[Items from a dataset]
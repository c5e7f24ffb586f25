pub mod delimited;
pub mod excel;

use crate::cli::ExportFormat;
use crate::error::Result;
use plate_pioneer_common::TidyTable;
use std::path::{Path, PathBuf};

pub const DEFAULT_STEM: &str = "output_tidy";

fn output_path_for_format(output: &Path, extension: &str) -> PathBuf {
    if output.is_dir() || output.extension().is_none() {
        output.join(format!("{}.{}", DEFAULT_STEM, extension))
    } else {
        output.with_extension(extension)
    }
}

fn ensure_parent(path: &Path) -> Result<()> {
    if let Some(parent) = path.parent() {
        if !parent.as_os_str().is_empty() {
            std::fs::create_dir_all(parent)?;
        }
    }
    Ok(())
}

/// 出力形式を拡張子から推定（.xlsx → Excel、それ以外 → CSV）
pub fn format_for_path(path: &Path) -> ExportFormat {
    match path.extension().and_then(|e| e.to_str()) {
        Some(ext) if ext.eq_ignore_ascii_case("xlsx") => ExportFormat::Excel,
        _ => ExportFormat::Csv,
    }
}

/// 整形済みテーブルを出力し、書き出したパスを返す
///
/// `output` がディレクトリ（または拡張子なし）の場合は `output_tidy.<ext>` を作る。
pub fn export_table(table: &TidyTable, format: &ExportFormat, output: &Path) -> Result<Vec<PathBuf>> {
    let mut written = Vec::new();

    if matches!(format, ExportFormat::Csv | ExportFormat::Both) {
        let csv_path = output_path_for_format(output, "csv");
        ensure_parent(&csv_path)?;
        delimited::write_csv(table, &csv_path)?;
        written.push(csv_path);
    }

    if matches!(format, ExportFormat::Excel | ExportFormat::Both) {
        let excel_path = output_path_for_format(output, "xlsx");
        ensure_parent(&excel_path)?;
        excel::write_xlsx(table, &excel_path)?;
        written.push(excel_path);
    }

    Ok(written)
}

--

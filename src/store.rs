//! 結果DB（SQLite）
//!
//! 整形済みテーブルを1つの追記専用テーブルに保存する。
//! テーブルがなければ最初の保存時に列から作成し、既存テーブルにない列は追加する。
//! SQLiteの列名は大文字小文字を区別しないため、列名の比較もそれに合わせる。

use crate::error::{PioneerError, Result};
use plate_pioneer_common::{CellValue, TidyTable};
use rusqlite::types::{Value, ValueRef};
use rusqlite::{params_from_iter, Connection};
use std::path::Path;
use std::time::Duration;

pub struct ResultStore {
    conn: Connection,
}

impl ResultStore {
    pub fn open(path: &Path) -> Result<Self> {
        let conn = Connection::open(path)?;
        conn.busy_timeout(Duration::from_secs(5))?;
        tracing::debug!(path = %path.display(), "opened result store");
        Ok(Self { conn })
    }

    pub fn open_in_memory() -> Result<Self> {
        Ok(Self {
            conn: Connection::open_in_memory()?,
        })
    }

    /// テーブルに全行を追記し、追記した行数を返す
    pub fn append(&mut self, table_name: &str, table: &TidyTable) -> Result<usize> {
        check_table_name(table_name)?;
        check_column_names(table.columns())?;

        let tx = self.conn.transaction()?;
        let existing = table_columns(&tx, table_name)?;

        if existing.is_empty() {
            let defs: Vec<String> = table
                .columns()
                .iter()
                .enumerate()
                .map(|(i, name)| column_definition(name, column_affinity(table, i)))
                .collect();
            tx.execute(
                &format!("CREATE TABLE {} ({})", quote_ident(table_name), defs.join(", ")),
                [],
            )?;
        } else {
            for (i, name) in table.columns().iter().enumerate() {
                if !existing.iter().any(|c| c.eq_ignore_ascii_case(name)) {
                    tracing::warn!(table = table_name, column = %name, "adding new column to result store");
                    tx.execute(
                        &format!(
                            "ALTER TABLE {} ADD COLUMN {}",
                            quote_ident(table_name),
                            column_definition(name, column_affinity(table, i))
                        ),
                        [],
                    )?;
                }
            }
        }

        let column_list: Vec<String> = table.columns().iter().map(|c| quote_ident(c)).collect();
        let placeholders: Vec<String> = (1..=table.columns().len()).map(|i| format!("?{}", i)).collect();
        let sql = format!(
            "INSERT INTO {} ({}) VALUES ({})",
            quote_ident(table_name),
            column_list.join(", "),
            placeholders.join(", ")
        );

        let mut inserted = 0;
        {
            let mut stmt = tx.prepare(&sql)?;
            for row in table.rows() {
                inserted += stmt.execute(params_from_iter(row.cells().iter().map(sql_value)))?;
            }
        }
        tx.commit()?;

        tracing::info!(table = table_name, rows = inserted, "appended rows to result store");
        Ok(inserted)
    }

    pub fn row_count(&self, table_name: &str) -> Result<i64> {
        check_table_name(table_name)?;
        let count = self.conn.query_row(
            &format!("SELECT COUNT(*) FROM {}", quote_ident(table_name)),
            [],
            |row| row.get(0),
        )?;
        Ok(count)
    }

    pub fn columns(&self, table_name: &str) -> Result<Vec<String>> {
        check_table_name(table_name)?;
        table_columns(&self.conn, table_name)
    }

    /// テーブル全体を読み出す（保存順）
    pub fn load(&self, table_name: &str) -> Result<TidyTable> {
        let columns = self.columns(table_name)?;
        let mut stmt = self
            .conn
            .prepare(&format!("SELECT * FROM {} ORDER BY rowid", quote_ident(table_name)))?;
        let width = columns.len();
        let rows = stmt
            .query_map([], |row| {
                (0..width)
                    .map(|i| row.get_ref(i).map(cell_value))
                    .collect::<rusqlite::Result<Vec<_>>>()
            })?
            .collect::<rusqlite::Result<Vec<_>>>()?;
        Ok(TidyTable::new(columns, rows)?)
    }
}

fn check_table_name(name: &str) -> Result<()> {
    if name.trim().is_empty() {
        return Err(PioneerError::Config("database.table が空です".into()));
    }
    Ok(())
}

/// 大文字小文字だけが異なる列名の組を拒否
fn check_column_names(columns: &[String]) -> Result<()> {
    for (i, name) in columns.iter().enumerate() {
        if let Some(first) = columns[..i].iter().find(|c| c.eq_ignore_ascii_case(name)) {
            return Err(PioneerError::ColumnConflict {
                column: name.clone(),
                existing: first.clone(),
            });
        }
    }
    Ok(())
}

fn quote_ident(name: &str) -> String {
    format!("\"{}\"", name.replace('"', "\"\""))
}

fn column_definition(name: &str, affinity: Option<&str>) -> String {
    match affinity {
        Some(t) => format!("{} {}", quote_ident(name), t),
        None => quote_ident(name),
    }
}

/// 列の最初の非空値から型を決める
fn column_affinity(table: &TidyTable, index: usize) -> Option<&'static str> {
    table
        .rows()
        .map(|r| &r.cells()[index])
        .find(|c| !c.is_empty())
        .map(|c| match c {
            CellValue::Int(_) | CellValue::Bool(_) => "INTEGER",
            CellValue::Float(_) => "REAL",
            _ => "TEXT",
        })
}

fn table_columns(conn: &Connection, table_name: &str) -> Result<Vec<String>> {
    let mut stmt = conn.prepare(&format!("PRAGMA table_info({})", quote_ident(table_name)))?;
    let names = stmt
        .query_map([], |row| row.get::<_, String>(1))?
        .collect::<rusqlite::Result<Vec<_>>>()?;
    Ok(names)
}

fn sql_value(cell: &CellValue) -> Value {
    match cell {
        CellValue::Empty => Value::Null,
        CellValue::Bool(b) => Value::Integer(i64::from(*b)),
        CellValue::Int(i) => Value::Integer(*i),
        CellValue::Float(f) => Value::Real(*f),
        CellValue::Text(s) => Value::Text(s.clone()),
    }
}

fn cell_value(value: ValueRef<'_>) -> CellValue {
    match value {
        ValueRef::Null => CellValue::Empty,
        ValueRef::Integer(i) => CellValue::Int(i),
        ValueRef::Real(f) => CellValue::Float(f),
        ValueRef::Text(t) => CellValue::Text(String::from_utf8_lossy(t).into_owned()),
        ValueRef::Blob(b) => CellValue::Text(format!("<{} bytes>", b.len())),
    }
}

...

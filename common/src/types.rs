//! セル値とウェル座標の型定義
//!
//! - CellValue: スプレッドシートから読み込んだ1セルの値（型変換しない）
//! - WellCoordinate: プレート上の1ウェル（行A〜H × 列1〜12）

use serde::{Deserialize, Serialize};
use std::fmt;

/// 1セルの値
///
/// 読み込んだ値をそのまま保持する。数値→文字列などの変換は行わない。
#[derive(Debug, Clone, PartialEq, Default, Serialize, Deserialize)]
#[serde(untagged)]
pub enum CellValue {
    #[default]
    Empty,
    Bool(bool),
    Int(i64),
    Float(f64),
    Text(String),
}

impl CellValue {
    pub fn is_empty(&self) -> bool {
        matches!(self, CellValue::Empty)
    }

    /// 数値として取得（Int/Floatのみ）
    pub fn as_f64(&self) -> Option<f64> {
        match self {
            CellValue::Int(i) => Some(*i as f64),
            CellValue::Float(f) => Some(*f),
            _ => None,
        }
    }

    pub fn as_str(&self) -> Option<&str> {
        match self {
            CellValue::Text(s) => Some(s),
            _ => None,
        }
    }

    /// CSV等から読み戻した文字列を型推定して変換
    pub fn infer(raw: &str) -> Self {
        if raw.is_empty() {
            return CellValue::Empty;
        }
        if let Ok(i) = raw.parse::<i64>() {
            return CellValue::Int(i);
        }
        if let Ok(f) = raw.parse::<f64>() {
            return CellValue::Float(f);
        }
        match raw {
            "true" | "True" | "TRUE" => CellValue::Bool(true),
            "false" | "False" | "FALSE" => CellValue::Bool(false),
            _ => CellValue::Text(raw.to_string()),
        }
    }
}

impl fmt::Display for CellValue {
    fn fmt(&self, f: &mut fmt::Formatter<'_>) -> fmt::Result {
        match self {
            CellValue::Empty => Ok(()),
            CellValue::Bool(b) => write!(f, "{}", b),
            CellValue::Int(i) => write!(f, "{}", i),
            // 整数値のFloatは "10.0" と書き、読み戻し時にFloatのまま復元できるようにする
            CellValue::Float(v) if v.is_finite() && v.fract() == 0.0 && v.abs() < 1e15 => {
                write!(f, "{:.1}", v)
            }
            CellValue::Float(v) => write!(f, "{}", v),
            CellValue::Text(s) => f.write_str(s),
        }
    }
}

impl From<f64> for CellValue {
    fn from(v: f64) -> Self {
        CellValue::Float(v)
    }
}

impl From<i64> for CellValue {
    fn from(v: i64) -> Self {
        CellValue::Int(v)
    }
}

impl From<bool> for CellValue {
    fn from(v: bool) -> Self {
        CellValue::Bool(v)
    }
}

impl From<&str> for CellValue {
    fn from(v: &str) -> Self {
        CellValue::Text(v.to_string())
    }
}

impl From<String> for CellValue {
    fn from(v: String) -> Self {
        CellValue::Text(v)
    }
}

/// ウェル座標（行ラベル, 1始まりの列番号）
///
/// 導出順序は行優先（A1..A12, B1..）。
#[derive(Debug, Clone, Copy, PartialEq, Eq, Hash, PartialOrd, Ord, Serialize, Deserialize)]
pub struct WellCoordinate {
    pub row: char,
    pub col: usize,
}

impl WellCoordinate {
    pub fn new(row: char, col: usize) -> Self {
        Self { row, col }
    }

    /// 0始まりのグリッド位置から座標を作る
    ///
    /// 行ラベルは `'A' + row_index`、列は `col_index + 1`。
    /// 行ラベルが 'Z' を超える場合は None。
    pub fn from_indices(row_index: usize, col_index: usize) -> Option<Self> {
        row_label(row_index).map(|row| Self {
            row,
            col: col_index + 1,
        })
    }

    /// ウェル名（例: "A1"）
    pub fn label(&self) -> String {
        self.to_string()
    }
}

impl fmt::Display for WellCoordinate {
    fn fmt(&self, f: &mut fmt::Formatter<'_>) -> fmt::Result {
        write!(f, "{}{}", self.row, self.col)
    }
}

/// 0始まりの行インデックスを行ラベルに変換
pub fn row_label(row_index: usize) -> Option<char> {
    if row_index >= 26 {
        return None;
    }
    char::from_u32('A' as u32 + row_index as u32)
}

→ Try it
Answer with the number alone: how many lines in the records include the word "Deserialize"?

→ Expected output
3